[Problem to solve]: Each line of the data below that holds the word "until" is to be reported in full.

━━━━━━━━━━━━━━━━━━━━━━━━━━━━━━

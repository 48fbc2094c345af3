/// Comparison module — orchestrates a run across all roots.
///
/// A run walks every root in order and resolves each distinct relative path
/// exactly once. Results are streamed as [`CompareEvent`]s over a bounded
/// crossbeam channel; [`start_compare`] runs the loop on a background
/// thread, [`compare_blocking`] runs it on the caller's.
pub mod comparator;
pub mod ledger;
pub mod progress;
pub mod walker;

pub use comparator::{Comparator, RunOutcome, PROGRESS_INTERVAL};
pub use ledger::PathLedger;
pub use progress::{CompareEvent, CompareSummary};

use crate::error::{ConfigError, EngineError};
use crate::fingerprint::DEFAULT_CHUNK_SIZE;
use crate::model::RootSet;
use crossbeam_channel::{Receiver, Sender};
use std::sync::atomic::{AtomicBool, Ordering};
use std::sync::Arc;
use std::thread;
use tracing::info;

/// Maximum number of events that may queue up in the channel before the
/// comparison thread waits for the consumer.
pub const EVENT_CHANNEL_CAPACITY: usize = 4_096;

/// Tunables for a run.
#[derive(Debug, Clone, Copy, PartialEq, Eq)]
pub struct CompareOptions {
    /// Bytes read per `read` call while fingerprinting.
    pub chunk_size: usize,
}

impl Default for CompareOptions {
    fn default() -> Self {
        Self {
            chunk_size: DEFAULT_CHUNK_SIZE,
        }
    }
}

impl CompareOptions {
    pub fn new(chunk_size: usize) -> Result<Self, ConfigError> {
        if chunk_size == 0 {
            return Err(ConfigError::InvalidChunkSize);
        }
        Ok(Self { chunk_size })
    }
}

/// Handle to a running or completed comparison.
pub struct CompareHandle {
    /// Receiver for every event the run produces. Disconnects once the
    /// run has finished and its terminal event has been sent.
    pub events_rx: Receiver<CompareEvent>,
    cancel_flag: Arc<AtomicBool>,
    thread: Option<thread::JoinHandle<RunOutcome>>,
}

impl CompareHandle {
    /// Request the run to stop before its next path.
    pub fn cancel(&self) {
        self.cancel_flag.store(true, Ordering::Relaxed);
    }

    pub fn is_cancelled(&self) -> bool {
        self.cancel_flag.load(Ordering::Relaxed)
    }

    /// Wait for the comparison thread to exit.
    ///
    /// Returns `None` if the thread panicked.
    pub fn join(mut self) -> Option<RunOutcome> {
        self.thread.take().and_then(|t| t.join().ok())
    }
}

/// Start a comparison on a background thread.
pub fn start_compare(roots: RootSet, options: CompareOptions) -> Result<CompareHandle, EngineError> {
    let (events_tx, events_rx) = crossbeam_channel::bounded::<CompareEvent>(EVENT_CHANNEL_CAPACITY);
    let cancel_flag = Arc::new(AtomicBool::new(false));
    let cancel_clone = cancel_flag.clone();

    let comparator = Comparator::new(roots, options)?;

    let thread = thread::Builder::new()
        .name("watches-compare".into())
        .spawn(move || {
            info!(
                "Starting comparison of {} roots",
                comparator.roots().len()
            );
            comparator.run(&events_tx, &cancel_clone)
        })
        .map_err(EngineError::Spawn)?;

    Ok(CompareHandle {
        events_rx,
        cancel_flag,
        thread: Some(thread),
    })
}

/// Run a comparison to completion on the calling thread.
///
/// `events` should be unbounded or drained concurrently, otherwise the run
/// blocks once the channel fills.
pub fn compare_blocking(
    roots: RootSet,
    options: CompareOptions,
    events: &Sender<CompareEvent>,
) -> Result<RunOutcome, EngineError> {
    let comparator = Comparator::new(roots, options)?;
    Ok(comparator.run(events, &AtomicBool::new(false)))
}
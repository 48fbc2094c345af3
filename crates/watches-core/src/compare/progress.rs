//! Events sent from the comparison thread to whatever renders results.
//!
//! Every report a run produces travels through one of these messages; the
//! engine itself never writes to stdout.
use crate::model::GroupingReport;
use chrono::{DateTime, Local};
use serde::Serialize;
use std::path::PathBuf;
use std::time::Duration;

/// Messages emitted by a running comparison.
#[derive(Debug, Clone, Serialize)]
#[serde(tag = "event", rename_all = "snake_case")]
pub enum CompareEvent {
    /// The walk of a root is starting.
    RootStarted { index: usize, root: PathBuf },
    /// Periodic update with running totals.
    Progress {
        paths_checked: u64,
        mismatches: u64,
        current_path: PathBuf,
    },
    /// A file could not be fingerprinted under one root. That root is left
    /// out of the path's grouping.
    Unreadable {
        root: PathBuf,
        path: PathBuf,
        cause: String,
        missing: bool,
    },
    /// A directory entry could not be read during traversal.
    WalkError {
        root: PathBuf,
        path: Option<PathBuf>,
        message: String,
    },
    /// Roots disagree on the content of a path.
    Mismatch(GroupingReport),
    /// No root produced a fingerprint for a path it was discovered under.
    Unresolved { path: PathBuf, failures: usize },
    /// All roots walked; final totals.
    Complete(CompareSummary),
    /// The run stopped early because cancellation was requested.
    Cancelled,
}

/// Totals for a finished run.
#[derive(Debug, Clone, Serialize)]
pub struct CompareSummary {
    pub roots: usize,
    /// Distinct relative paths fingerprinted.
    pub paths_checked: u64,
    /// Walk hits skipped because an earlier root already claimed the path.
    pub duplicates_skipped: u64,
    pub mismatches: u64,
    /// (root, path) pairs that could not be fingerprinted.
    pub unreadable: u64,
    pub unresolved: u64,
    pub walk_errors: u64,
    pub bytes_hashed: u64,
    pub started_at: DateTime<Local>,
    pub elapsed_ms: u64,
    #[serde(skip)]
    pub duration: Duration,
}

impl CompareSummary {
    pub(crate) fn new(roots: usize) -> Self {
        Self {
            roots,
            paths_checked: 0,
            duplicates_skipped: 0,
            mismatches: 0,
            unreadable: 0,
            unresolved: 0,
            walk_errors: 0,
            bytes_hashed: 0,
            started_at: Local::now(),
            elapsed_ms: 0,
            duration: Duration::ZERO,
        }
    }

    pub(crate) fn finish(&mut self, duration: Duration) {
        self.duration = duration;
        self.elapsed_ms = u64::try_from(duration.as_millis()).unwrap_or(u64::MAX);
    }

    pub fn has_mismatches(&self) -> bool {
        self.mismatches > 0
    }
}
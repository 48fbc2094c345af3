//! The comparison loop: walk each root, claim each relative path once, fan
//! out one fingerprint task per root, wait for all of them, group, report.
//!
//! # Fan-out / fan-in
//!
//! Each claimed path spawns exactly one task per root onto a dedicated
//! rayon pool sized to the root count. `ThreadPool::scope` does not return
//! until every task has finished, which is the per-path barrier: no report
//! is built from a partial set of results and no task outlives its path.
//! Results travel back over a crossbeam channel bounded to the root count,
//! so a worker never blocks on `send`.
//!
//! Paths are resolved one at a time in walk order, root after root, so
//! steady-state concurrency is the number of roots, not the number of files.
use crate::compare::ledger::PathLedger;
use crate::compare::progress::{CompareEvent, CompareSummary};
use crate::compare::walker::{walk_root, WalkItem};
use crate::compare::CompareOptions;
use crate::error::EngineError;
use crate::fingerprint::Fingerprinter;
use crate::model::{group_results, FingerprintResult, GroupingReport, RootSet};
use crossbeam_channel::Sender;
use std::path::Path;
use std::sync::atomic::{AtomicBool, Ordering};
use std::time::Instant;
use tracing::{debug, info};

/// Send a `Progress` event every this many checked paths.
pub const PROGRESS_INTERVAL: u64 = 1_000;

/// How a run ended.
#[derive(Debug)]
pub enum RunOutcome {
    Completed(CompareSummary),
    /// Cancelled by the caller, or the event receiver went away.
    Cancelled,
}

/// Drives a comparison over a fixed [`RootSet`].
pub struct Comparator {
    roots: RootSet,
    fingerprinter: Fingerprinter,
    pool: rayon::ThreadPool,
    ledger: PathLedger,
}

impl Comparator {
    pub fn new(roots: RootSet, options: CompareOptions) -> Result<Self, EngineError> {
        let pool = rayon::ThreadPoolBuilder::new()
            .num_threads(roots.len())
            .thread_name(|i| format!("watches-fingerprint-{i}"))
            .build()?;

        Ok(Self {
            roots,
            fingerprinter: Fingerprinter::new(options.chunk_size),
            pool,
            ledger: PathLedger::new(),
        })
    }

    pub fn roots(&self) -> &RootSet {
        &self.roots
    }

    /// Fingerprint `relative` under every root and group the results.
    ///
    /// Blocks until every per-root task has returned or failed. Does not
    /// consult or update the processed-paths ledger.
    pub fn check_path(&self, relative: &Path) -> GroupingReport {
        let (tx, rx) = crossbeam_channel::bounded::<FingerprintResult>(self.roots.len());
        let fingerprinter = &self.fingerprinter;

        self.pool.scope(|s| {
            for (index, root) in self.roots.iter() {
                let tx = tx.clone();
                s.spawn(move |_| {
                    let outcome = fingerprinter.fingerprint(root, relative);
                    // The receiver outlives the scope, so this cannot fail.
                    let _ = tx.send(FingerprintResult {
                        root: index,
                        outcome,
                    });
                });
            }
        });
        drop(tx);

        let results: Vec<FingerprintResult> = rx.try_iter().collect();
        debug_assert_eq!(results.len(), self.roots.len(), "fan-in lost a result");
        debug!(
            "Fan-in for {}: {} results",
            relative.display(),
            results.len()
        );

        group_results(relative.to_path_buf(), &self.roots, results)
    }

    /// Walk every root in order, reporting through `events`.
    ///
    /// `cancel` is checked between paths. If the receiving end of `events`
    /// is dropped the run stops as if cancelled.
    pub fn run(&self, events: &Sender<CompareEvent>, cancel: &AtomicBool) -> RunOutcome {
        let start = Instant::now();
        let mut summary = CompareSummary::new(self.roots.len());

        for (index, root) in self.roots.iter() {
            info!(
                "Walking root {}/{}: {}",
                index.idx() + 1,
                self.roots.len(),
                root.display()
            );
            if events
                .send(CompareEvent::RootStarted {
                    index: index.idx(),
                    root: root.to_path_buf(),
                })
                .is_err()
            {
                return self.receiver_gone();
            }

            for item in walk_root(root) {
                if cancel.load(Ordering::Relaxed) {
                    info!("Comparison cancelled after {} paths", summary.paths_checked);
                    let _ = events.send(CompareEvent::Cancelled);
                    return RunOutcome::Cancelled;
                }

                let relative = match item {
                    WalkItem::File(relative) => relative,
                    WalkItem::Error { path, message } => {
                        summary.walk_errors += 1;
                        debug!("Walk error under {}: {message}", root.display());
                        let event = CompareEvent::WalkError {
                            root: root.to_path_buf(),
                            path,
                            message,
                        };
                        if events.send(event).is_err() {
                            return self.receiver_gone();
                        }
                        continue;
                    }
                };

                // Claim before dispatch; a later root's walk finding the same
                // relative path must not check it again.
                if !self.ledger.claim(&relative) {
                    summary.duplicates_skipped += 1;
                    continue;
                }

                let report = self.check_path(&relative);
                if !self.publish(report, &mut summary, events) {
                    return self.receiver_gone();
                }

                if summary.paths_checked.is_multiple_of(PROGRESS_INTERVAL) {
                    let _ = events.send(CompareEvent::Progress {
                        paths_checked: summary.paths_checked,
                        mismatches: summary.mismatches,
                        current_path: relative,
                    });
                }
            }
        }

        summary.finish(start.elapsed());
        info!(
            "Comparison complete: {} paths, {} mismatches, {} unreadable in {:?}",
            summary.paths_checked, summary.mismatches, summary.unreadable, summary.duration
        );
        let _ = events.send(CompareEvent::Complete(summary.clone()));
        RunOutcome::Completed(summary)
    }

    /// Update totals and emit the events for one finished path.
    ///
    /// Returns `false` if the receiver has been dropped.
    fn publish(
        &self,
        report: GroupingReport,
        summary: &mut CompareSummary,
        events: &Sender<CompareEvent>,
    ) -> bool {
        summary.paths_checked += 1;
        summary.bytes_hashed += report.bytes_hashed;

        for failure in &report.failures {
            summary.unreadable += 1;
            debug!(
                "Unable to hash {}: {}",
                failure.root.join(&report.path).display(),
                failure.cause
            );
            let event = CompareEvent::Unreadable {
                root: failure.root.clone(),
                path: report.path.clone(),
                cause: failure.cause.clone(),
                missing: failure.missing,
            };
            if events.send(event).is_err() {
                return false;
            }
        }

        if report.is_unresolved() {
            summary.unresolved += 1;
            let event = CompareEvent::Unresolved {
                path: report.path,
                failures: report.failures.len(),
            };
            return events.send(event).is_ok();
        }

        if report.is_mismatch() {
            summary.mismatches += 1;
            debug!(
                "Mismatch {}: {} distinct fingerprints",
                report.path.display(),
                report.groups.len()
            );
            return events.send(CompareEvent::Mismatch(report)).is_ok();
        }

        true
    }

    fn receiver_gone(&self) -> RunOutcome {
        debug!("Event receiver dropped; stopping comparison");
        RunOutcome::Cancelled
    }
}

━━━━━━━━━━━━━━━━━━━━━━━━━━━━━━

[The answer]:
//! until every task has finished, which is the per-path barrier: no report
    /// Blocks until every per-root task has returned or failed. Does not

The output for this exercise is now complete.